Wie Bürokratie den Umweltschutz für Betriebe erschwert Klimaschutz mit Hindernissen

Die neue Industriehalle von Harema bietet nicht nur 1 000 zusätzliche Palettenstellplätze. Obendrein produziert die Photovoltaikanlage auf dem Dach 75 Prozent des Strombedarfs der Firmenzentrale. Foto: pelka

Jügesheim – Das heute unter Beteiligung der dritten Generation geführte Familienunternehmen Harema wollte auf dem Kurs zu mehr Nachhaltigkeit und zum CO2-neutralen Betrieb etwas für den Klimaschutz tun. Doch das erwies sich als schwerer als vermutet.

Stefan Hammel, Chef des auf effiziente Systeme und saubere Lösungen in der professionellen Gebäudereinigung spezialisierten Betriebs, entschied sich nach Auslotung verschiedener Möglichkeiten für eine Photovoltaikanlage mit einer Jahresleistung von 100 000 Kilowattstunden Strom auf der gerade neu errichteten Industriehalle für 1000 zusätzliche Palettenstellplätze an der Maria-Goeppert-Mayer-Straße 2.

Die Anlage produziert immerhin 75 Prozent des Strombedarfs der Firmenzentrale in Rodgau. Doch bis Hammel das Thema durchgeboxt hatte, vergingen knapp zwei Jahre mit Expertenrunden, Gutachterterminen, Treffen mit der Bank, mit dem Warten auf Sachverständigenexpertisen, mit Anträgen und anderem bürokratischen Aufwand. Zum Beispiel war ein sogenanntes TGA-Gutachten (Technische Gebäude-Ausstattung) für 9 700 Euro erforderlich. Das hätte Stefan Hammel ja noch klaglos hingenommen. Die größte Enttäuschung war für ihn beim Unternehmen Photovoltaik aber, dass es entgegen seiner Erwartungen keinerlei Zuschüsse vom Land Hessen gab.

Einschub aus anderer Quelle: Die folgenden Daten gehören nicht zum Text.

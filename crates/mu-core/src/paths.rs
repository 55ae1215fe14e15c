// SPDX-License-Identifier: MIT OR Apache-2.0
//! Persistence layout under `<repo>/.mu/control-plane/`.

use std::path::{Path, PathBuf};

/// Resolves the journal and blob paths for one repository's control plane.
///
/// A single writer process owns everything under this directory.
#[derive(Debug, Clone, PartialEq, Eq)]
pub struct ControlPlanePaths {
    root: PathBuf,
}

impl ControlPlanePaths {
    /// Build the layout for the given repository root.
    pub fn for_repo(repo_root: impl AsRef<Path>) -> Self {
        Self {
            root: repo_root.as_ref().join(".mu").join("control-plane"),
        }
    }

    /// The `.mu/control-plane` directory itself.
    pub fn root(&self) -> &Path {
        &self.root
    }

    /// Command lifecycle + mutating domain events.
    pub fn commands_jsonl(&self) -> PathBuf {
        self.root.join("commands.jsonl")
    }

    /// Identity link/unlink/revoke journal.
    pub fn identities_jsonl(&self) -> PathBuf {
        self.root.join("identities.jsonl")
    }

    /// Idempotency claim/duplicate/conflict ledger.
    pub fn idempotency_jsonl(&self) -> PathBuf {
        self.root.join("idempotency.jsonl")
    }

    /// Outbox state snapshots.
    pub fn outbox_jsonl(&self) -> PathBuf {
        self.root.join("outbox.jsonl")
    }

    /// Attachment index journal.
    pub fn attachments_index_jsonl(&self) -> PathBuf {
        self.root.join("attachments").join("index.jsonl")
    }

    /// Attachment blob root (`attachments/blobs`).
    pub fn attachments_blobs(&self) -> PathBuf {
        self.root.join("attachments").join("blobs")
    }

    /// Session flash journal.
    pub fn session_flash_jsonl(&self) -> PathBuf {
        self.root.join("session_flash.jsonl")
    }

    /// Operator turn audit journal.
    pub fn operator_turns_jsonl(&self) -> PathBuf {
        self.root.join("operator_turns.jsonl")
    }

    /// Conversation → operator-session map snapshot.
    pub fn operator_conversations_json(&self) -> PathBuf {
        self.root.join("operator_conversations.json")
    }

    /// Telegram deferred-ingress journal.
    pub fn telegram_ingress_jsonl(&self) -> PathBuf {
        self.root.join("telegram_ingress.jsonl")
    }

    /// Wake / notification log.
    pub fn wakes_jsonl(&self) -> PathBuf {
        self.root.join("wakes.jsonl")
    }
}
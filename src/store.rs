//! Global Application State Store
//!
//! Uses Leptos reactive_stores for fine-grained reactivity.

use leptos::prelude::*;
use leptos::reactive::owner::LocalStorage;
use reactive_stores::Store;
use todo_cards_core::config::DEFAULT_THEME;
use todo_cards_core::{service, timestamp, IdAllocator, KeyValueStorage, Theme, Todo, TodoDraft, TodoStore};

use crate::browser_storage::BrowserStorage;

/// Global application state with field-level reactivity
#[derive(Clone, Debug, Default, Store)]
pub struct AppState {
    /// Rendered cards, in the order they were appended
    pub cards: Vec<Todo>,
    /// Contents of the "new todo" form
    pub draft: TodoDraft,
    /// Source of ids for new todos
    pub ids: IdAllocator,
    /// Whether the overlay and form panel are shown
    pub form_open: bool,
    pub theme: Theme,
}

impl AppState {
    pub fn new() -> Self {
        Self {
            theme: DEFAULT_THEME,
            ..Default::default()
        }
    }
}

/// Type alias for the store
pub type AppStore = Store<AppState>;

/// Get the app store from context
pub fn use_app_store() -> AppStore {
    expect_context::<AppStore>()
}

/// Persistent todo store, opened once at startup (`None` when
/// `localStorage` is unavailable)
pub type TodoHandle = StoredValue<Option<TodoStore<BrowserStorage>>, LocalStorage>;

/// Get the persistent todo store from context
pub fn use_todo_store() -> TodoHandle {
    expect_context::<TodoHandle>()
}

// ========================
// Store Helper Functions
// ========================

/// Append a card to the display
pub fn store_append_card(store: &AppStore, todo: Todo) {
    store.cards().write().push(todo);
}

/// Replace the displayed cards and id allocator from persisted state
pub fn store_load<S: KeyValueStorage>(store: &AppStore, todos: &TodoStore<S>) {
    let cards = todos.list();
    log::info!("[APP] Loaded {} todos", cards.len());
    *store.ids().write() = IdAllocator::resume(todos);
    *store.cards().write() = cards;
}

/// Save the form draft as a new card; `false` when nothing was saved
pub fn store_save_draft<S: KeyValueStorage>(store: &AppStore, todos: &TodoStore<S>) -> bool {
    let mut ids = store.ids().get_untracked();
    let mut draft = store.draft().get_untracked();

    let saved = service::save_draft(todos, &mut ids, &mut draft, timestamp::now(), |todo| {
        store_append_card(store, todo.clone());
    });
    if saved.is_none() {
        return false;
    }

    *store.ids().write() = ids;
    *store.draft().write() = draft;
    true
}

/// Mutate the form draft in place
pub fn store_update_draft<R>(store: &AppStore, f: impl FnOnce(&mut TodoDraft) -> R) -> R {
    f(&mut store.draft().write())
}

/// Show the form, starting from a clean draft
pub fn store_open_form(store: &AppStore) {
    store.draft().write().reset();
    *store.form_open().write() = true;
}

/// Hide the form
pub fn store_close_form(store: &AppStore) {
    *store.form_open().write() = false;
}

/// Flip between light and dark, returning the new theme
pub fn store_toggle_theme(store: &AppStore) -> Theme {
    let binding = store.theme();
    let mut theme = binding.write();
    *theme = theme.toggled();
    *theme
}
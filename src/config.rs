//! UI Configuration

use log::LevelFilter;

pub const APP_TITLE: &str = "Todo Cards";

/// Console verbosity
pub const LOG_LEVEL: LevelFilter = if cfg!(debug_assertions) {
    LevelFilter::Debug
} else {
    LevelFilter::Info
};
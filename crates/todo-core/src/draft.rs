//! Todo Form Draft
//!
//! State of the "new todo" form: a title plus a growing list of item rows.
//! The UI binds DOM events to these methods and renders the result.

use crate::domain::{Todo, TodoId, TodoItem};

/// Stable identity of a row, used as the render key
pub type RowKey = u32;

/// One editable checklist row
#[derive(Debug, Clone, PartialEq, Eq)]
pub struct ItemRow {
    pub key: RowKey,
    pub description: String,
    pub is_complete: bool,
    /// Cleared by the row's first input event
    armed: bool,
}

impl ItemRow {
    fn blank(key: RowKey) -> Self {
        Self {
            key,
            description: String::new(),
            is_complete: false,
            armed: true,
        }
    }

    pub fn to_item(&self) -> TodoItem {
        TodoItem::new(self.description.clone(), self.is_complete)
    }
}

#[derive(Debug, Clone, PartialEq, Eq)]
pub struct TodoDraft {
    pub title: String,
    rows: Vec<ItemRow>,
    next_key: RowKey,
}

impl Default for TodoDraft {
    fn default() -> Self {
        Self::new()
    }
}

impl TodoDraft {
    /// Empty title and a single blank row
    pub fn new() -> Self {
        let mut draft = Self {
            title: String::new(),
            rows: Vec::new(),
            next_key: 0,
        };
        draft.push_blank_row();
        draft
    }

    /// Back to an empty title and a single blank row
    ///
    /// Row keys keep counting up so re-rendered rows never collide with
    /// ones that were just removed.
    pub fn reset(&mut self) {
        self.title.clear();
        self.rows.clear();
        self.push_blank_row();
    }

    pub fn rows(&self) -> &[ItemRow] {
        &self.rows
    }

    pub fn row(&self, key: RowKey) -> Option<&ItemRow> {
        self.rows.iter().find(|row| row.key == key)
    }

    pub fn set_title(&mut self, title: impl Into<String>) {
        self.title = title.into();
    }

    /// Apply an input event on a row's description field
    ///
    /// Each row reacts once: if its first input leaves exactly one
    /// character, a new blank row is appended. Returns whether a row was
    /// added.
    pub fn input_description(&mut self, key: RowKey, value: impl Into<String>) -> bool {
        let Some(row) = self.rows.iter_mut().find(|row| row.key == key) else {
            return false;
        };
        row.description = value.into();
        if !row.armed {
            return false;
        }
        row.armed = false;
        if row.description.chars().count() == 1 {
            self.push_blank_row();
            return true;
        }
        false
    }

    pub fn set_complete(&mut self, key: RowKey, is_complete: bool) {
        if let Some(row) = self.rows.iter_mut().find(|row| row.key == key) {
            row.is_complete = is_complete;
        }
    }

    /// Drop one row from the form. Persisted todos are unaffected.
    pub fn remove_row(&mut self, key: RowKey) -> bool {
        let before = self.rows.len();
        self.rows.retain(|row| row.key != key);
        self.rows.len() != before
    }

    /// Non-blank rows as todo items, in row order
    pub fn items(&self) -> Vec<TodoItem> {
        self.rows
            .iter()
            .map(ItemRow::to_item)
            .filter(|item| !item.is_blank())
            .collect()
    }

    pub fn to_todo(&self, id: TodoId, created_at: impl Into<String>) -> Todo {
        Todo::new(id, self.title.clone(), self.items(), created_at)
    }

    fn push_blank_row(&mut self) {
        self.rows.push(ItemRow::blank(self.next_key));
        self.next_key += 1;
    }
}
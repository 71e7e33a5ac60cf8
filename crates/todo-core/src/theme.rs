//! Light/Dark Theme

use serde::{Deserialize, Serialize};

#[derive(Debug, Clone, Copy, PartialEq, Eq, Default, Serialize, Deserialize)]
#[serde(rename_all = "lowercase")]
pub enum Theme {
    #[default]
    Light,
    Dark,
}

impl Theme {
    pub fn toggled(self) -> Self {
        match self {
            Theme::Light => Theme::Dark,
            Theme::Dark => Theme::Light,
        }
    }

    /// Class set on `<body>` while this theme is active
    pub fn body_class(self) -> &'static str {
        match self {
            Theme::Light => "light-mode",
            Theme::Dark => "dark-mode",
        }
    }

    /// Material Symbols icon for the toggle button, naming the theme a
    /// click switches to
    pub fn toggle_icon(self) -> &'static str {
        match self {
            Theme::Light => "dark_mode",
            Theme::Dark => "light_mode",
        }
    }
}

Der Jügesheimer Untermehmer sieht hier Maßstäbe verschoben: Während die Politik die Akzeptanz von Lastenfahrrädern mit einer Milliarde Euro bezuschussen möchte, fallen Firmen hinten runter, die sich eine Photovoltaikanlage aufs Dach setzen. „Wenn ich ein Elektroauto kaufe, das Strom verbraucht, gibt mir der Staat bis zu 6000 Euro dazu. Wenn ich aber eine Photovoltaikanlage für 150 000 Euro baue, die Strom produziert, bekomme ich keinen Cent“, findet der Geschäftsmann ein weiteres Beispiel dafür, dass da in Sachen Fördervoraussetzungen aus seiner Sicht etwas im Lande nicht stimmt.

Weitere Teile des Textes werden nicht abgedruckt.